Don't worry about who the therapist's other patients are. That's just imposing stereotypes about mental health on yourself. You're not hopeless. As we grow and mature we find areas we need help in. Reaching out is a positive and self enriching thing you can do to ensure you keep growing and maturing.

The stress we feel on a daily basis is a combination of immediate tasks we need to accomplish and are currently working on and the idea we have of where we should be versus where we are right now.

So there's the concrete chore list and right now I'm on 2 out of 5, so not bad but not great. But there is the ideal visualization that I want to have accomplished already but aren't anywhere near attaining. That gap or difference is also a great source of stress and frustration. Some jobs are literally never done, especially in programming, customer support, etc. Agile development means as soon as one cycle is done another one is started, often overlapping each other. So there's never a sense of completion and a celebration of what we have achieved. There's always the arrow pointing to the future of what we "could" be but aren't yet.

To alleviate this kind of stress you can literally practice disengagement from the overall vision and focus on being task oriented. Done - celebrate. Done - celebrate. Physically cross it off the list and go for a walk or to the gym. Call a friend or family to connect with another human.
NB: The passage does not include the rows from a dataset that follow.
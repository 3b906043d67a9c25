use std::sync::{Arc, Mutex};
use std::time::Duration;

use arc_swap::ArcSwap;
use tokio::sync::broadcast;
use tokio::task::{JoinHandle, JoinSet};
use tracing::{debug, info, warn};

use crate::addr::{self, NodeAddress};
use crate::config::{self, Config, RecordType};
use crate::discovery::{DnsResolver, Resolver};
use crate::error::{Result, ShardError};
use crate::events::{ShardEvent, EVENT_CHANNEL_CAPACITY};
use crate::hash::murmur3_32;
use crate::membership::Membership;
use crate::node::{NodeClient, NodeClientFactory, QuotaResponse, StatusItem};

/// Aggregate result of a cluster-wide status query.
///
/// `items` concatenates per-node responses in membership order; `errors`
/// holds one entry per node whose query failed, message preserved.
#[derive(Debug, Clone, Default)]
pub struct ShardStatus {
    pub items: Vec<StatusItem>,
    pub errors: Vec<ShardError>,
}

/// Per-node outcome of a cluster-wide ping, in membership order.
#[derive(Debug, Clone)]
pub struct PingOutcome {
    pub address: NodeAddress,
    pub error: Option<ShardError>,
}

/// Client-side sharding layer over a set of independent limitd nodes.
///
/// Deterministically routes per-key quota operations to the node owning
/// the key (murmur3 of `"<type>:<key>"` mod member count), keeps the
/// member set current (static list or periodic DNS discovery), re-emits
/// node events tagged with their origin, and aggregates status queries
/// across the whole cluster.
pub struct ShardClient {
    membership: Arc<ArcSwap<Membership>>,
    events: broadcast::Sender<ShardEvent>,
    refresh: Mutex<Option<JoinHandle<()>>>,
}

impl std::fmt::Debug for ShardClient {
    fn fmt(&self, f: &mut std::fmt::Formatter<'_>) -> std::fmt::Result {
        f.debug_struct("ShardClient").finish_non_exhaustive()
    }
}

impl ShardClient {
    /// Build a shard client using the system DNS resolver for
    /// autodiscover configs.
    pub async fn new(config: Config, factory: impl NodeClientFactory) -> Result<Self> {
        Self::with_resolver(config, factory, DnsResolver).await
    }

    /// Build a shard client with a caller-supplied resolver.
    pub async fn with_resolver(
        config: Config,
        factory: impl NodeClientFactory,
        resolver: impl Resolver + 'static,
    ) -> Result<Self> {
        config::validate(&config)?;

        let (events, _) = broadcast::channel(EVENT_CHANNEL_CAPACITY);
        let factory: Arc<dyn NodeClientFactory> = Arc::new(factory);

        if let Some(hosts) = &config.shard.hosts {
            let addresses = addr::canonicalize(hosts, config.port)?;
            info!("static shard membership: {} nodes", addresses.len());
            let membership =
                Membership::build(addresses, factory.as_ref(), &config.params, &events);
            return Ok(Self {
                membership: Arc::new(ArcSwap::from_pointee(membership)),
                events,
                refresh: Mutex::new(None),
            });
        }

        let auto = config
            .shard
            .autodiscover
            .clone()
            .ok_or_else(|| ShardError::Config("shard requires either hosts or autodiscover".to_string()))?;

        let membership = Arc::new(ArcSwap::from_pointee(Membership::empty()));
        let task = RefreshTask {
            membership: Arc::clone(&membership),
            events: events.clone(),
            factory,
            resolver: Arc::new(resolver),
            address: auto.address,
            record: auto.record,
            port: config.port,
            params: config.params,
        };

        let mut last_observed = Vec::new();
        task.tick(&mut last_observed).await;

        let interval = Duration::from_secs(auto.interval_secs);
        let handle = tokio::spawn(task.run(interval, last_observed));

        Ok(Self { membership, events, refresh: Mutex::new(Some(handle)) })
    }

    /// Subscribe to node events (tagged with their origin), discovery
    /// errors and topology changes.
    pub fn subscribe(&self) -> broadcast::Receiver<ShardEvent> {
        self.events.subscribe()
    }

    /// Addresses of the current membership, in routing order.
    pub fn addresses(&self) -> Vec<NodeAddress> {
        self.membership.load().addresses().to_vec()
    }

    /// Number of nodes in the current membership.
    pub fn node_count(&self) -> usize {
        self.membership.load().len()
    }

    /// Address of the node a (type, key) pair routes to, given the
    /// current membership.
    pub fn destination(&self, bucket_type: &str, key: &str) -> Result<NodeAddress> {
        let snapshot = self.membership.load();
        let index = route_index(bucket_type, key, snapshot.len())?;
        Ok(snapshot.addresses()[index].clone())
    }

    pub async fn reset(
        &self,
        bucket_type: &str,
        key: &str,
        count: Option<u64>,
    ) -> Result<QuotaResponse> {
        self.route(bucket_type, key)?.reset(bucket_type, key, count).await
    }

    pub async fn put(
        &self,
        bucket_type: &str,
        key: &str,
        count: Option<u64>,
    ) -> Result<QuotaResponse> {
        self.route(bucket_type, key)?.put(bucket_type, key, count).await
    }

    pub async fn take(
        &self,
        bucket_type: &str,
        key: &str,
        count: Option<u64>,
    ) -> Result<QuotaResponse> {
        self.route(bucket_type, key)?.take(bucket_type, key, count).await
    }

    pub async fn wait(
        &self,
        bucket_type: &str,
        key: &str,
        count: Option<u64>,
    ) -> Result<QuotaResponse> {
        self.route(bucket_type, key)?.wait(bucket_type, key, count).await
    }

    /// Query every node for its bucket instances and merge the answers.
    ///
    /// A failing node contributes one entry to `errors` and nothing to
    /// `items`; it does not abort the query. Items are appended in
    /// membership order regardless of which node answers first.
    pub async fn status(&self, bucket_type: &str, prefix: &str) -> Result<ShardStatus> {
        let snapshot = self.membership.load_full();

        let mut set = JoinSet::new();
        for (index, client) in snapshot.clients().iter().enumerate() {
            let client = Arc::clone(client);
            let bucket_type = bucket_type.to_string();
            let prefix = prefix.to_string();
            set.spawn(async move { (index, client.status(&bucket_type, &prefix).await) });
        }

        let mut slots = vec![None; snapshot.len()];
        while let Some(joined) = set.join_next().await {
            let (index, outcome) = joined.map_err(|e| ShardError::FanOut(e.to_string()))?;
            slots[index] = Some(outcome);
        }

        let mut status = ShardStatus::default();
        for slot in slots {
            match slot {
                Some(Ok(response)) => status.items.extend(response.items),
                Some(Err(e)) => status.errors.push(e),
                None => return Err(ShardError::FanOut("fan-out slot never completed".to_string())),
            }
        }
        Ok(status)
    }

    /// Ping every node concurrently; outcomes are reported in
    /// membership order even when pings complete out of order.
    pub async fn ping(&self) -> Result<Vec<PingOutcome>> {
        let snapshot = self.membership.load_full();

        let mut set = JoinSet::new();
        for (index, client) in snapshot.clients().iter().enumerate() {
            let client = Arc::clone(client);
            set.spawn(async move { (index, client.ping().await) });
        }

        let mut slots = vec![None; snapshot.len()];
        while let Some(joined) = set.join_next().await {
            let (index, outcome) = joined.map_err(|e| ShardError::FanOut(e.to_string()))?;
            slots[index] = Some(outcome);
        }

        let mut outcomes = Vec::with_capacity(snapshot.len());
        for (address, slot) in snapshot.addresses().iter().zip(slots) {
            let error = match slot {
                Some(Ok(())) => None,
                Some(Err(e)) => Some(e),
                None => return Err(ShardError::FanOut("fan-out slot never completed".to_string())),
            };
            outcomes.push(PingOutcome { address: address.clone(), error });
        }
        Ok(outcomes)
    }

    /// Stop the discovery refresh loop and disconnect every node
    /// client. Quota operations after shutdown fail with `NoMembers`;
    /// fan-out operations report an empty membership.
    pub fn shutdown(&self) {
        if let Some(handle) = self.take_refresh_handle() {
            handle.abort();
        }
        let old = self.membership.swap(Arc::new(Membership::empty()));
        old.disconnect_all();
    }

    fn route(&self, bucket_type: &str, key: &str) -> Result<Arc<dyn NodeClient>> {
        let snapshot = self.membership.load();
        let index = route_index(bucket_type, key, snapshot.len())?;
        debug!("routing {bucket_type}:{key} to node {index}");
        Ok(Arc::clone(snapshot.client_at(index)))
    }

    fn take_refresh_handle(&self) -> Option<JoinHandle<()>> {
        let mut guard = self.refresh.lock().unwrap_or_else(|poisoned| poisoned.into_inner());
        guard.take()
    }
}

impl Drop for ShardClient {
    fn drop(&mut self) {
        if let Some(handle) = self.take_refresh_handle() {
            handle.abort();
        }
    }
}

/// Deterministic routing: murmur3 of `"<type>:<key>"` mod member count.
fn route_index(bucket_type: &str, key: &str, members: usize) -> Result<usize> {
    if members == 0 {
        return Err(ShardError::NoMembers);
    }
    let routing_key = format!("{bucket_type}:{key}");
    Ok(murmur3_32(routing_key.as_bytes()) as usize % members)
}

/// Periodic membership refresh for autodiscover mode.
struct RefreshTask {
    membership: Arc<ArcSwap<Membership>>,
    events: broadcast::Sender<ShardEvent>,
    factory: Arc<dyn NodeClientFactory>,
    resolver: Arc<dyn Resolver>,
    address: String,
    record: RecordType,
    port: u16,
    params: toml::Table,
}

impl RefreshTask {
    async fn run(self, interval: Duration, mut last_observed: Vec<NodeAddress>) {
        let mut ticker = tokio::time::interval(interval);
        ticker.set_missed_tick_behavior(tokio::time::MissedTickBehavior::Delay);
        // The first tick completes immediately; the initial pass already
        // ran at construction.
        ticker.tick().await;
        loop {
            ticker.tick().await;
            self.tick(&mut last_observed).await;
        }
    }

    /// One discovery pass. Failures leave the current topology intact;
    /// an unchanged result performs no disconnect, rebuild or event.
    async fn tick(&self, last_observed: &mut Vec<NodeAddress>) {
        let hosts = match self.resolver.resolve(&self.address, self.record).await {
            Ok(hosts) => hosts,
            Err(e) => {
                warn!("discovery failed for {}: {e}", self.address);
                let _ = self.events.send(ShardEvent::DiscoveryError { message: e.to_string() });
                return;
            }
        };

        let addresses = match addr::canonicalize(&hosts, self.port) {
            Ok(addresses) => addresses,
            Err(e) => {
                warn!("discovery for {} produced an unusable host list: {e}", self.address);
                let _ = self.events.send(ShardEvent::DiscoveryError { message: e.to_string() });
                return;
            }
        };

        if addresses == *last_observed {
            debug!("membership unchanged ({} nodes)", addresses.len());
            return;
        }

        info!("membership changed: {} nodes", addresses.len());
        *last_observed = addresses.clone();

        let old = self.membership.load_full();
        old.disconnect_all();

        let fresh =
            Membership::build(addresses.clone(), self.factory.as_ref(), &self.params, &self.events);
        self.membership.store(Arc::new(fresh));

        let _ = self.events.send(ShardEvent::TopologyChanged { addresses });
    }
}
Take lunch with your friend in the office. (Everyone needs at least one good office buddy you share your life outside of work with.) But use those moments of celebration to leave everything where it is and do some self care and connecting with human beings on a personal level. Hope some of this helps.

Allow yourself to seek help. You'll be glad you did. If you really don't like the first therapist you meet, there are many more out there. So don't be afraid to shop around. See somebody one or two sessions and ask yourself if what they are offering is helpful to you. If for any reason it doesn't seem productive, try someone else. Keep them focused each session on what you need, whether it's anger management, communicating better with people at home and at work, dealing with internal negative thoughts, etc. You're paying them. So keep them on task.

Get a journal and dedicate it to keeping a notebook where you jot down things that come up that persist in bothering you. Anything of concern. You can use it as a memory aid in your therapy sessions too. You can also use it to write down their recommendations and use it as a tool to remember what your 'homework' is between sessions. That's where the real benefit happens anyway, after you've heard their advice and apply it to your real life between visits.

Keep your notebook simple, you don't have to write every day. You can come back to it whenever you need it. Don't beat yourself up if you don't write a lot. It will become obvious what is worth writing down. If you have any trouble sleeping, writing things down before you go to bed helps with that too. It just gets it out of your head and you don't have to worry about forgetting because its' still right there on paper waiting for you later when you need it. You can write down to-do lists or just a few sentences on how you feel or what happened that day that got your attention.

If you'd like a clean, quick method of journaling that you can use as a personal organization tool, the Bullet Journal is a great method. It's extremely flexible, almost too flexible. Just set up a daily log and write down today's date and a few thoughts. And maybe a to-do list and start with that. The official Bullet Journal is a little expensive but once you know the method you can use any old notebook and apply the techniques you pick up. One of the coolest things about it is they recommend you keep the first four pages blank and use it to build out a table of contents as you go so you can find things more easily. For example I have an April daily log, a couple different to-do lists, A full year calendar (that I don't really use other than for birthdays and holiday scheduling) and a "movies to watch" list for example. I think they sell them at Barnes & Noble too.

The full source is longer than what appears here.